SOURCE INFORMATION:
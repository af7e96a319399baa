//! The role authorizer decides whether a gate-verified identity may perform a specific operation.
//!
//! Two capability shapes exist, and every protected route uses exactly one of them through the same predicate
//! rather than re-implementing the check inline:
//!
//! * [`AccessPolicy::SelfOnly`] — the caller may only act on its own records. This is a pure comparison between
//!   the token email and the path email; no store lookup happens.
//! * [`AccessPolicy::AdminOnly`] — the caller's own account record must hold the admin role. The lookup goes
//!   through the credential store on every call, and a missing record counts as "not an admin".

use log::debug;
use parts_market_engine::{db_types::EmailAddress, traits::AuthManagement, AuthApi};

use crate::{auth::JwtClaims, errors::ServerError};

#[derive(Debug, Clone, Copy, PartialEq, Eq)]
pub enum AccessPolicy<'a> {
    /// The path email must equal the token email, byte for byte.
    SelfOnly { requested: &'a EmailAddress },
    /// The requester must be an administrator.
    AdminOnly,
}

impl AccessPolicy<'_> {
    /// Grants or denies the operation for the given claims. Denials are always explicit
    /// [`ServerError::InsufficientPermissions`] rejections, never silent successes.
    pub async fn enforce<B: AuthManagement>(
        &self,
        claims: &JwtClaims,
        api: &AuthApi<B>,
    ) -> Result<(), ServerError> {
        match self {
            AccessPolicy::SelfOnly { requested } => {
                if &claims.email == *requested {
                    Ok(())
                } else {
                    debug!("🔐️ {} may not act on records belonging to {requested}", claims.email);
                    Err(ServerError::InsufficientPermissions(format!(
                        "{} may not act on records belonging to another user",
                        claims.email
                    )))
                }
            },
            AccessPolicy::AdminOnly => {
                if api.is_admin(&claims.email).await? {
                    Ok(())
                } else {
                    debug!("🔐️ {} attempted an admin-only operation", claims.email);
                    Err(ServerError::InsufficientPermissions(format!(
                        "{} is not an administrator",
                        claims.email
                    )))
                }
            },
        }
    }
}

TASK DIRECTIONS:
Extract the full listing above without altering anything.

SOLUTION:
repository af7e96a319399baa
//! The role authorizer decides whether a gate-verified identity may perform a specific operation.
//!
//! Two capability shapes exist, and every protected route uses exactly one of them through the same predicate
//! rather than re-implementing the check inline:
//!
//! * [`AccessPolicy::SelfOnly`] — the caller may only act on its own records. This is a pure comparison between
//!   the token email and the path email; no store lookup happens.
//! * [`AccessPolicy::AdminOnly`] — the caller's own account record must hold the admin role. The lookup goes
//!   through the credential store on every call, and a missing record counts as "not an admin".

use log::debug;
use parts_market_engine::{db_types::EmailAddress, traits::AuthManagement, AuthApi};

use crate::{auth::JwtClaims, errors::ServerError};

#[derive(Debug, Clone, Copy, PartialEq, Eq)]
pub enum AccessPolicy<'a> {
    /// The path email must equal the token email, byte for byte.
    SelfOnly { requested: &'a EmailAddress },
    /// The requester must be an administrator.
    AdminOnly,
}

impl AccessPolicy<'_> {
    /// Grants or denies the operation for the given claims. Denials are always explicit
    /// [`ServerError::InsufficientPermissions`] rejections, never silent successes.
    pub async fn enforce<B: AuthManagement>(
        &self,
        claims: &JwtClaims,
        api: &AuthApi<B>,
    ) -> Result<(), ServerError> {
        match self {
            AccessPolicy::SelfOnly { requested } => {
                if &claims.email == *requested {
                    Ok(())
                } else {
                    debug!("🔐️ {} may not act on records belonging to {requested}", claims.email);
                    Err(ServerError::InsufficientPermissions(format!(
                        "{} may not act on records belonging to another user",
                        claims.email
                    )))
                }
            },
            AccessPolicy::AdminOnly => {
                if api.is_admin(&claims.email).await? {
                    Ok(())
                } else {
                    debug!("🔐️ {} attempted an admin-only operation", claims.email);
                    Err(ServerError::InsufficientPermissions(format!(
                        "{} is not an administrator",
                        claims.email
                    )))
                }
            },
        }
    }
}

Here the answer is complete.